1997-the-exponents-one-in-a-lifetimeJordan Luck takes to the mean streets of downtown Auckland for a solo promo. Starting from a stark inner-city apartment, he heads down to the vacinity of Albert Street, including a brief visit to the remains of dirty old Finance Plaza.

The Andrew Moore-directed video takes Jordan down to Queen Street, outside the picturesque facade of the old BNZ building, back to Albert Street for the lit-up trees outside the Stamford Plaza, down to the wharves for some pretty reflections, then finally up to K Road to be amongst the punks and Christians.

I appreciate this video more on a personal level.

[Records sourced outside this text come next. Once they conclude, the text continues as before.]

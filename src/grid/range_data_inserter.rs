//! Range-data insertion into a probability grid.
//!
//! For every return, the cells between the origin and the endpoint
//! receive miss observations (free-space evidence) and the endpoint cell
//! a hit observation. Synthetic misses — endpoints of rays that saw
//! nothing in range — carve free space along their whole length,
//! endpoint included.

use nalgebra::Point2;

use crate::core::RangeData;

use super::probability_grid::ProbabilityGrid;
use super::raycaster::BresenhamLine;

/// Insert `range_data` (already in the grid's frame) into the grid.
pub fn insert_range_data(grid: &mut ProbabilityGrid, range_data: &RangeData) {
    let origin = grid.world_to_grid(Point2::new(range_data.origin.x, range_data.origin.y));

    for hit in &range_data.returns {
        let endpoint = grid.world_to_grid(Point2::new(hit.x, hit.y));
        for cell in BresenhamLine::new(origin, endpoint) {
            if cell == endpoint {
                grid.apply_hit(cell);
            } else {
                grid.apply_miss(cell);
            }
        }
    }

    for miss in &range_data.misses {
        let endpoint = grid.world_to_grid(Point2::new(miss.x, miss.y));
        for cell in BresenhamLine::new(origin, endpoint) {
            grid.apply_miss(cell);
        }
    }
}

#[cfg(test)]
mod tests {
    use super::*;
    use crate::grid::probability_grid::LogOddsParams;
    use nalgebra::Point3;

    fn make_grid() -> ProbabilityGrid {
        ProbabilityGrid::centered(
            200,
            0.05,
            Point2::new(0.0, 0.0),
            LogOddsParams::from_probabilities(0.65, 0.40),
        )
    }

    #[test]
    fn test_return_marks_hit_and_free_path() {
        let mut grid = make_grid();
        let data = RangeData::new(Point3::origin(), vec![Point3::new(2.0, 0.0, 0.0)]);

        insert_range_data(&mut grid, &data);

        let endpoint = grid.world_to_grid(Point2::new(2.0, 0.0));
        assert!(
            grid.probability(endpoint) > 0.5,
            "endpoint p = {}",
            grid.probability(endpoint)
        );

        let midway = grid.world_to_grid(Point2::new(1.0, 0.0));
        assert!(
            grid.probability(midway) < 0.5,
            "midway p = {}",
            grid.probability(midway)
        );
    }

    #[test]
    fn test_miss_ray_is_free_to_endpoint() {
        let mut grid = make_grid();
        let data = RangeData {
            origin: Point3::origin(),
            returns: vec![],
            misses: vec![Point3::new(3.0, 0.0, 0.0)],
        };

        insert_range_data(&mut grid, &data);

        // The synthetic miss endpoint is free space, not an obstacle.
        let endpoint = grid.world_to_grid(Point2::new(3.0, 0.0));
        assert!(grid.probability(endpoint) < 0.5);
        let midway = grid.world_to_grid(Point2::new(1.5, 0.0));
        assert!(grid.probability(midway) < 0.5);
    }

    #[test]
    fn test_repeated_insertion_sharpens_evidence() {
        let mut grid = make_grid();
        let data = RangeData::new(Point3::origin(), vec![Point3::new(1.0, 1.0, 0.0)]);

        insert_range_data(&mut grid, &data);
        let endpoint = grid.world_to_grid(Point2::new(1.0, 1.0));
        let p_once = grid.probability(endpoint);

        for _ in 0..4 {
            insert_range_data(&mut grid, &data);
        }
        let p_many = grid.probability(endpoint);

        assert!(p_many > p_once, "p_once = {}, p_many = {}", p_once, p_many);
    }

    #[test]
    fn test_off_grid_points_ignored() {
        let mut grid = make_grid();
        // Endpoint far outside the 10 m grid.
        let data = RangeData::new(Point3::origin(), vec![Point3::new(100.0, 0.0, 0.0)]);

        insert_range_data(&mut grid, &data);
        // In-grid cells along the ray still receive evidence.
        let near = grid.world_to_grid(Point2::new(2.0, 0.0));
        assert!(grid.probability(near) < 0.5);
    }
}
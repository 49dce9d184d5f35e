//! Active submap pair management.
//!
//! The trajectory builder accumulates evidence into an ordered pair of
//! occupancy submaps:
//!
//! - **Index 0** is the matching target: the long-lived submap the scan
//!   matcher aligns against.
//! - **Index 1** is younger and overlaps the older one, so that when the
//!   pair rotates the promoted matching target already holds half a
//!   window of evidence.
//!
//! The first submap exists from construction. The second is appended
//! once the first holds half a `num_range_data` window; from then on
//! every insertion lands in both. When the matching target's scan count
//! reaches `num_range_data`, it is finalized and dropped, the younger
//! submap shifts to index 0, and a fresh submap centered at the
//! insertion origin is appended.
//!
//! Sharing model: submaps are handed out as `Arc` snapshots. Insertion
//! goes through copy-on-write, so a consumer holding a snapshot keeps an
//! immutable view while the producer continues updating its own copy,
//! and finalized submaps stay readable after eviction.

use std::sync::Arc;

use nalgebra::Point2;
use serde::{Deserialize, Serialize};

use crate::core::RangeData;
use crate::grid::{insert_range_data, LogOddsParams, ProbabilityGrid};

/// Configuration for submap construction and rotation.
#[derive(Clone, Debug, Serialize, Deserialize)]
pub struct SubmapConfig {
    /// Grid resolution in meters per cell.
    ///
    /// Default: 0.05
    #[serde(default = "default_resolution")]
    pub resolution: f32,

    /// Submap grid edge length in cells (square).
    ///
    /// Default: 400 (20 m at 5 cm)
    #[serde(default = "default_grid_size")]
    pub grid_size: usize,

    /// Scan count at which the pair rotates.
    ///
    /// Default: 90
    #[serde(default = "default_num_range_data")]
    pub num_range_data: usize,

    /// Occupancy probability applied per hit observation.
    ///
    /// Default: 0.55
    #[serde(default = "default_hit_probability")]
    pub hit_probability: f32,

    /// Occupancy probability applied per miss observation.
    ///
    /// Default: 0.49
    #[serde(default = "default_miss_probability")]
    pub miss_probability: f32,
}

fn default_resolution() -> f32 {
    0.05
}
fn default_grid_size() -> usize {
    400
}
fn default_num_range_data() -> usize {
    90
}
fn default_hit_probability() -> f32 {
    0.55
}
fn default_miss_probability() -> f32 {
    0.49
}

impl Default for SubmapConfig {
    fn default() -> Self {
        Self {
            resolution: default_resolution(),
            grid_size: default_grid_size(),
            num_range_data: default_num_range_data(),
            hit_probability: default_hit_probability(),
            miss_probability: default_miss_probability(),
        }
    }
}

/// A growing occupancy grid with its insertion count and lifecycle flag.
#[derive(Clone, Debug)]
pub struct Submap {
    grid: ProbabilityGrid,
    num_range_data: usize,
    finished: bool,
}

impl Submap {
    fn new(config: &SubmapConfig, center: Point2<f32>) -> Self {
        let params =
            LogOddsParams::from_probabilities(config.hit_probability, config.miss_probability);
        Self {
            grid: ProbabilityGrid::centered(config.grid_size, config.resolution, center, params),
            num_range_data: 0,
            finished: false,
        }
    }

    /// Read access to the occupancy grid.
    #[inline]
    pub fn grid(&self) -> &ProbabilityGrid {
        &self.grid
    }

    /// Number of scans inserted so far.
    #[inline]
    pub fn num_range_data(&self) -> usize {
        self.num_range_data
    }

    /// True once the submap is finalized (read-only from then on).
    #[inline]
    pub fn finished(&self) -> bool {
        self.finished
    }

    fn insert(&mut self, range_data: &RangeData) {
        debug_assert!(!self.finished, "insertion into a finalized submap");
        insert_range_data(&mut self.grid, range_data);
        self.num_range_data += 1;
    }
}

/// The ordered submaps (at most two) currently receiving insertions.
pub struct ActiveSubmaps {
    config: SubmapConfig,
    submaps: Vec<Arc<Submap>>,
}

impl ActiveSubmaps {
    /// Create the set with its first submap centered at the map origin,
    /// so the matching target is available before the first query.
    pub fn new(config: SubmapConfig) -> Self {
        let submaps = vec![Arc::new(Submap::new(&config, Point2::new(0.0, 0.0)))];
        Self { config, submaps }
    }

    /// The active submaps; index 0 is the matching target.
    #[inline]
    pub fn submaps(&self) -> &[Arc<Submap>] {
        &self.submaps
    }

    /// The matching target.
    #[inline]
    pub fn matching_submap(&self) -> &Arc<Submap> {
        &self.submaps[0]
    }

    /// Insert `range_data` (in the map frame) into every active submap.
    ///
    /// The matching target is finalized and dropped when its count
    /// reaches `num_range_data`; the younger submap is promoted and a
    /// fresh submap centered at the insertion origin is appended. During
    /// bootstrap, the second submap is appended once the first holds
    /// half a window, which staggers the pair so the rotation trigger
    /// never sees two submaps with equal counts.
    ///
    /// Returns a snapshot of the submaps the scan landed in. The
    /// snapshot is frozen: later insertions go copy-on-write and do not
    /// mutate it. When the insertion triggered a rotation, the
    /// snapshot's older submap is already marked finished.
    pub fn insert_range_data(&mut self, range_data: &RangeData) -> Vec<Arc<Submap>> {
        for submap in &mut self.submaps {
            Arc::make_mut(submap).insert(range_data);
        }

        let rotate = self.submaps[0].num_range_data() >= self.config.num_range_data;
        if rotate {
            Arc::make_mut(&mut self.submaps[0]).finished = true;
        }

        let snapshot = self.submaps.to_vec();
        let origin = Point2::new(range_data.origin.x, range_data.origin.y);

        if rotate {
            self.submaps.remove(0);
            self.submaps.push(Arc::new(Submap::new(&self.config, origin)));
        } else if self.submaps.len() == 1
            && self.submaps[0].num_range_data() >= self.config.num_range_data / 2
        {
            self.submaps.push(Arc::new(Submap::new(&self.config, origin)));
        }

        snapshot
    }
}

It was shot in the very first year I moved up to Auckland, when I spent a lot of time mooching around these very streets. I like that it exists as a record of Auckland in 1997, just one man and the city streets.

Best bit: the reminder that in the ’90s, sometimes downtown Auckland was really quiet and empty at night.

Director: Andrew Moore
Ngā Taonga Sound & Vision

Next… fear of the carnies.

Missing videos from 1997

February 1997

AKA Brown “Tonight Is Yours”

AKA Brown was Sam Feo of the Semi MCs teamed with the mighty Chong-Nee. “Tonight is Yours” is an ultra smooth R&B jam that sounds about five years ahead of its time.

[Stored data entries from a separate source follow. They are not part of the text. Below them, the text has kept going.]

//! The local trajectory front end.
//!
//! [`LocalTrajectoryBuilder`] is the orchestrator: it consumes IMU,
//! odometry and range streams, maintains the fused pose, and emits an
//! [`InsertionResult`] every time an accumulated scan passes the motion
//! gate and lands in the active submaps. A global trajectory builder
//! (pose graph) consumes the results; this crate does not include one.

mod accumulator;
mod builder;

use std::sync::Arc;

use nalgebra::Point3;

use crate::core::{Pose2D, RangeData, Rigid3};
use crate::submap::Submap;

pub use accumulator::RangeAccumulator;
pub use builder::LocalTrajectoryBuilder;

/// Record emitted for every scan inserted into the submaps.
#[derive(Clone)]
pub struct InsertionResult {
    /// Arrival time of the range data that triggered the insertion.
    pub timestamp_us: u64,
    /// Snapshot of the active submaps the scan landed in (one during
    /// the bootstrap half-window, two thereafter); index 0 was the
    /// matching target.
    pub insertion_submaps: Vec<Arc<Submap>>,
    /// Gravity-alignment rotation used for this scan.
    pub tracking_to_tracking_2d: Rigid3,
    /// The filtered composite scan in the 2D tracking frame.
    pub range_data_in_tracking_2d: RangeData,
    /// The accepted 2D pose of the scan in the map frame.
    pub pose_estimate_2d: Pose2D,
}

/// The last scan-match result.
#[derive(Clone, Debug)]
pub struct PoseEstimate {
    /// Time of the matched scan.
    pub timestamp_us: u64,
    /// Fused 3D pose in the map frame.
    pub pose: Rigid3,
    /// The matched returns transformed into the map frame.
    pub point_cloud: Vec<Point3<f32>>,
}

Annie Crummer “I Come Alive”

Annie Crummer has “I Come Alive”, another single off her “Seventh Wave” album.

Future Stupid “Rock Star”

My theory is any band who writes a song called “Rock Star” is deeply conflicted by their role in the entertainment industry. Future Stupid evidently have this concern. Here’s a live video.

Moana and the Moahunters “You Haven’t Done Nothing”

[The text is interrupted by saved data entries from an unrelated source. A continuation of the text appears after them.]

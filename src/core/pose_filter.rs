//! Kalman-style 6-DoF pose filtering.
//!
//! The [`PoseFilter`] maintains a full 3D pose with a 6×6 covariance over
//! [translation, rotation] and a velocity estimate. It fuses inertial
//! observations (through an internal [`OrientationTracker`]) with
//! external pose observations such as gravity-corrected wheel odometry.
//!
//! The prediction model matches the rest of the pipeline: constant
//! velocity for translation, gyro-integrated yaw delta on top of the
//! gravity-aligned roll/pitch for rotation. Process noise is injected
//! per-axis from the configured model variances.
//!
//! The filter clamps to monotonically non-decreasing time: predicting to
//! a past time is a no-op rather than an error, so high-rate observation
//! streams with slight reordering do not tear the estimate.

use nalgebra::{Matrix6, UnitQuaternion, Vector3, Vector6};
use serde::{Deserialize, Serialize};

use super::imu_tracker::OrientationTracker;
use super::rigid::{yaw_of, Rigid3};

/// 6×6 covariance over [translation, rotation].
pub type PoseCovariance = Matrix6<f32>;

/// Model variances for the pose filter.
#[derive(Clone, Debug, Serialize, Deserialize)]
pub struct PoseFilterConfig {
    /// Rotation process noise (rad²/s).
    ///
    /// Default: 5e-3
    #[serde(default = "default_orientation_model_variance")]
    pub orientation_model_variance: f32,

    /// Translation process noise (m²/s).
    ///
    /// Default: 6.5e-3
    #[serde(default = "default_position_model_variance")]
    pub position_model_variance: f32,

    /// Velocity process noise (m²/s³), feeds translation uncertainty
    /// quadratically in the prediction interval.
    ///
    /// Default: 0.54
    #[serde(default = "default_velocity_model_variance")]
    pub velocity_model_variance: f32,

    /// Gravity time constant for the internal orientation tracker (s).
    ///
    /// Default: 10.0
    #[serde(default = "default_gravity_time_constant")]
    pub imu_gravity_time_constant: f32,
}

fn default_orientation_model_variance() -> f32 {
    5e-3
}
fn default_position_model_variance() -> f32 {
    6.5e-3
}
fn default_velocity_model_variance() -> f32 {
    0.54
}
fn default_gravity_time_constant() -> f32 {
    10.0
}

impl Default for PoseFilterConfig {
    fn default() -> Self {
        Self {
            orientation_model_variance: default_orientation_model_variance(),
            position_model_variance: default_position_model_variance(),
            velocity_model_variance: default_velocity_model_variance(),
            imu_gravity_time_constant: default_gravity_time_constant(),
        }
    }
}

/// Filtered 6-DoF pose with covariance, fused from IMU and pose
/// observations.
#[derive(Clone, Debug)]
pub struct PoseFilter {
    config: PoseFilterConfig,

    /// Filter time (microseconds).
    timestamp_us: u64,

    /// Mean pose estimate.
    pose: Rigid3,

    /// Velocity estimate in the world frame (m/s).
    velocity: Vector3<f32>,

    /// Covariance over [translation, rotation].
    covariance: PoseCovariance,

    /// Orientation propagation between pose observations.
    orientation_tracker: OrientationTracker,

    /// Last pose observation, for velocity estimation.
    last_pose_observation: Option<(u64, Vector3<f32>)>,
}

impl PoseFilter {
    /// Create a filter at `timestamp_us` with an identity pose.
    pub fn new(config: PoseFilterConfig, timestamp_us: u64) -> Self {
        let orientation_tracker =
            OrientationTracker::new(config.imu_gravity_time_constant, timestamp_us);
        Self {
            config,
            timestamp_us,
            pose: Rigid3::identity(),
            velocity: Vector3::zeros(),
            covariance: PoseCovariance::identity() * 1e-6,
            orientation_tracker,
            last_pose_observation: None,
        }
    }

    /// Extrapolate the estimate to `timestamp_us`.
    ///
    /// Past times are clamped: the filter never runs backwards.
    pub fn predict(&mut self, timestamp_us: u64) {
        if timestamp_us <= self.timestamp_us {
            return;
        }
        let dt = (timestamp_us - self.timestamp_us) as f32 / 1_000_000.0;

        let last_yaw = yaw_of(&self.orientation_tracker.orientation());
        self.orientation_tracker.advance(timestamp_us);

        let translation = self.pose.translation + self.velocity * dt;
        // Keep the estimate's yaw, apply the gyro yaw delta, take
        // roll/pitch from the gravity-aligned tracker.
        let rotation = UnitQuaternion::from_axis_angle(
            &Vector3::z_axis(),
            self.pose.yaw() - last_yaw,
        ) * self.orientation_tracker.orientation();
        self.pose = Rigid3::new(translation, rotation);

        let q_translation = (self.config.position_model_variance
            + self.config.velocity_model_variance * dt)
            * dt;
        let q_rotation = self.config.orientation_model_variance * dt;
        for i in 0..3 {
            self.covariance[(i, i)] += q_translation;
            self.covariance[(i + 3, i + 3)] += q_rotation;
        }

        self.timestamp_us = timestamp_us;
    }

    /// Fuse an external pose observation with measurement covariance.
    pub fn add_pose_observation(
        &mut self,
        timestamp_us: u64,
        pose: &Rigid3,
        covariance: &PoseCovariance,
    ) {
        let timestamp_us = timestamp_us.max(self.timestamp_us);
        self.predict(timestamp_us);

        let translation_error = pose.translation - self.pose.translation;
        let rotation_error = (self.pose.rotation.inverse() * pose.rotation).scaled_axis();
        let mut error = Vector6::zeros();
        error.fixed_rows_mut::<3>(0).copy_from(&translation_error);
        error.fixed_rows_mut::<3>(3).copy_from(&rotation_error);

        let innovation = self.covariance + covariance;
        let Some(innovation_inv) = innovation.try_inverse() else {
            log::warn!("pose observation skipped: singular innovation covariance");
            return;
        };
        let gain = self.covariance * innovation_inv;
        let correction = gain * error;

        self.pose = Rigid3::new(
            self.pose.translation + correction.fixed_rows::<3>(0).into_owned(),
            self.pose.rotation
                * UnitQuaternion::from_scaled_axis(correction.fixed_rows::<3>(3).into_owned()),
        );
        self.covariance = (PoseCovariance::identity() - gain) * self.covariance;

        if let Some((last_time, last_translation)) = self.last_pose_observation {
            let dt = (timestamp_us.saturating_sub(last_time)) as f32 / 1_000_000.0;
            if dt > 1e-3 {
                self.velocity = (pose.translation - last_translation) / dt;
            }
        }
        self.last_pose_observation = Some((timestamp_us, pose.translation));
    }

    /// Feed a linear acceleration observation to the orientation model.
    pub fn add_linear_acceleration_observation(
        &mut self,
        timestamp_us: u64,
        linear_acceleration: Vector3<f32>,
        absolute_orientation: Option<&UnitQuaternion<f32>>,
    ) {
        let timestamp_us = timestamp_us.max(self.timestamp_us);
        self.predict(timestamp_us);
        self.orientation_tracker.add_linear_acceleration(
            timestamp_us,
            linear_acceleration,
            absolute_orientation,
        );
    }

    /// Feed an angular velocity observation to the orientation model.
    pub fn add_angular_velocity_observation(
        &mut self,
        timestamp_us: u64,
        angular_velocity: Vector3<f32>,
    ) {
        let timestamp_us = timestamp_us.max(self.timestamp_us);
        self.predict(timestamp_us);
        self.orientation_tracker
            .add_angular_velocity(timestamp_us, angular_velocity);
    }

    /// Predict to `timestamp_us` and read mean and covariance.
    pub fn mean_and_covariance(&mut self, timestamp_us: u64) -> (Rigid3, PoseCovariance) {
        self.predict(timestamp_us);
        (self.pose, self.covariance)
    }

    /// Current velocity estimate (world frame, m/s).
    #[inline]
    pub fn velocity(&self) -> Vector3<f32> {
        self.velocity
    }
}

#[cfg(test)]
mod tests {
    use super::*;

    #[test]
    fn test_starts_at_identity() {
        let mut filter = PoseFilter::new(PoseFilterConfig::default(), 0);
        let (pose, cov) = filter.mean_and_covariance(0);

        assert!(pose.translation.norm() < 1e-6);
        assert!(pose.rotation.angle() < 1e-6);
        assert!(cov[(0, 0)] < 1e-3);
    }

    #[test]
    fn test_predict_grows_covariance() {
        let mut filter = PoseFilter::new(PoseFilterConfig::default(), 0);
        let (_, before) = filter.mean_and_covariance(0);

        filter.predict(2_000_000);
        let (_, after) = filter.mean_and_covariance(2_000_000);

        assert!(after[(0, 0)] > before[(0, 0)]);
        assert!(after[(3, 3)] > before[(3, 3)]);
    }

    #[test]
    fn test_predict_clamps_to_past_time() {
        let mut filter = PoseFilter::new(PoseFilterConfig::default(), 1_000_000);
        filter.predict(2_000_000);
        let (pose_before, cov_before) = filter.mean_and_covariance(2_000_000);

        // Going backwards must change nothing.
        filter.predict(500_000);
        let (pose_after, cov_after) = filter.mean_and_covariance(500_000);

        assert!((pose_before.translation - pose_after.translation).norm() < 1e-6);
        assert!((cov_before[(0, 0)] - cov_after[(0, 0)]).abs() < 1e-9);
    }

    #[test]
    fn test_pose_observation_pulls_mean() {
        let mut filter = PoseFilter::new(PoseFilterConfig::default(), 0);
        filter.predict(1_000_000);

        let observed = Rigid3::from_translation(Vector3::new(1.0, 0.0, 0.0));
        let tight = PoseCovariance::identity() * 1e-6;
        filter.add_pose_observation(1_000_000, &observed, &tight);

        let (pose, _) = filter.mean_and_covariance(1_000_000);
        assert!(
            (pose.translation.x - 1.0).abs() < 0.1,
            "x = {}",
            pose.translation.x
        );
    }

    #[test]
    fn test_observation_shrinks_covariance() {
        let mut filter = PoseFilter::new(PoseFilterConfig::default(), 0);
        filter.predict(5_000_000);
        let (_, inflated) = filter.mean_and_covariance(5_000_000);

        let tight = PoseCovariance::identity() * 1e-6;
        filter.add_pose_observation(5_000_000, &Rigid3::identity(), &tight);
        let (_, updated) = filter.mean_and_covariance(5_000_000);

        assert!(updated[(0, 0)] < inflated[(0, 0)]);
    }

    #[test]
    fn test_velocity_from_consecutive_observations() {
        let mut filter = PoseFilter::new(PoseFilterConfig::default(), 0);
        let tight = PoseCovariance::identity() * 1e-6;

        // 1 m/s along x, observed every 100 ms.
        for i in 1..=10u64 {
            let pose = Rigid3::from_translation(Vector3::new(i as f32 * 0.1, 0.0, 0.0));
            filter.add_pose_observation(i * 100_000, &pose, &tight);
        }

        let v = filter.velocity();
        assert!((v.x - 1.0).abs() < 0.2, "vx = {}", v.x);
        assert!(v.y.abs() < 0.1, "vy = {}", v.y);
    }
}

The Kiwi Hit Disc reckoned that Moana and the Moahunters cover of Stevie Wonder’s funky protest song — originally titled “U Haven’t Done Nuthin” — would appear on their second album, Rua, but it didn’t make it. It did, however, later show up as the opening track on the compilation album Southside Funk ‘N’ Soul (1985-1996), a collection of previously unreleased tracks.

Russell Harrison “The Best”

There’s no sign of the video from long-time Lotto presenter Russell Harrison, but there’s a non-NZOA-funded clip of this smooth R&B jam “Why You Wanna”. Russell plays three guys auditioning for a role by doing an improv seduction scene in a bar. The video starts at 0:20, but it’s worth watching the introduction, where he seems a bit annoyed by the video.

Thorazine Shuffle “Secret You Hide”

Thorazine Shuffle is listed as having received funding for their song “Secret You Hide”, but as far as I can tell this wasn’t released as a single and didn’t have a video made.

April 1997

Breathe “Waterslide”

“Waterslide” was a track on Breathe’s Smiley Hands EP. Weirdly enough, the lyrics can be found on a few spammy lyrics websites. Well, someone out there cares.

Buckle “Swoon”

Buckle appears to have been a “jazzy, trip-hop” group. “Swoon” was their one and only funded video.

Cicada “Backstab”

“Backstab” was Cicada’s fourth and final funded video, but it doesn’t look like a video was made. But there are plenty of other Cicada videos online. Frequent Cicada video director Marc Swadel made a demo reel of five music videos for the five tracks off Cicada’s Oscillator EP: “Alpha Jerk”, “Sway”“Good”, “Spine” and “Winter” (which had a proper funded video made).

Eye TV “Snakes & Ladders”

“Snakes & Ladders” was the opening track from Eye TV’s third album, “Birdy-O”. The Nga Taonga has this intriguing description: “Band members run, push man in shopping trolley, and ride bicycles. They perform as a rival band with Christian placards on Auckland waterfront.”

Director: Joe Lonie
Ngā Taonga Sound & Vision

Inchworm “It Means a Lot To Me”

Inchworm’s second funded video was “It Means a Lot to Me”, again directed by Greg Page. Nga Taonga describe it as “Inchworm eat at a family dinner and sit around glumly afterwards (The television in the lounge shows the NZ On Air logo.) They are then seen performing “Means a Lot To Me” in (otherwise deserted) school grounds.” Here’s the band performing the song live at a 2016 reunion gig.

Director: Greg Page
Ngā Taonga Sound & Vision

Lava Lava “Feel The Heat”

Dance band Lava Lava had “Feel The Heat” and a video which included “fire dancing on the top of Mt Eden, live footage from the TRU SCHOOL 97 tour and a Cadillac with licence plate SPADE!” If anything puts this video firmly in 1997 it’s “spade”.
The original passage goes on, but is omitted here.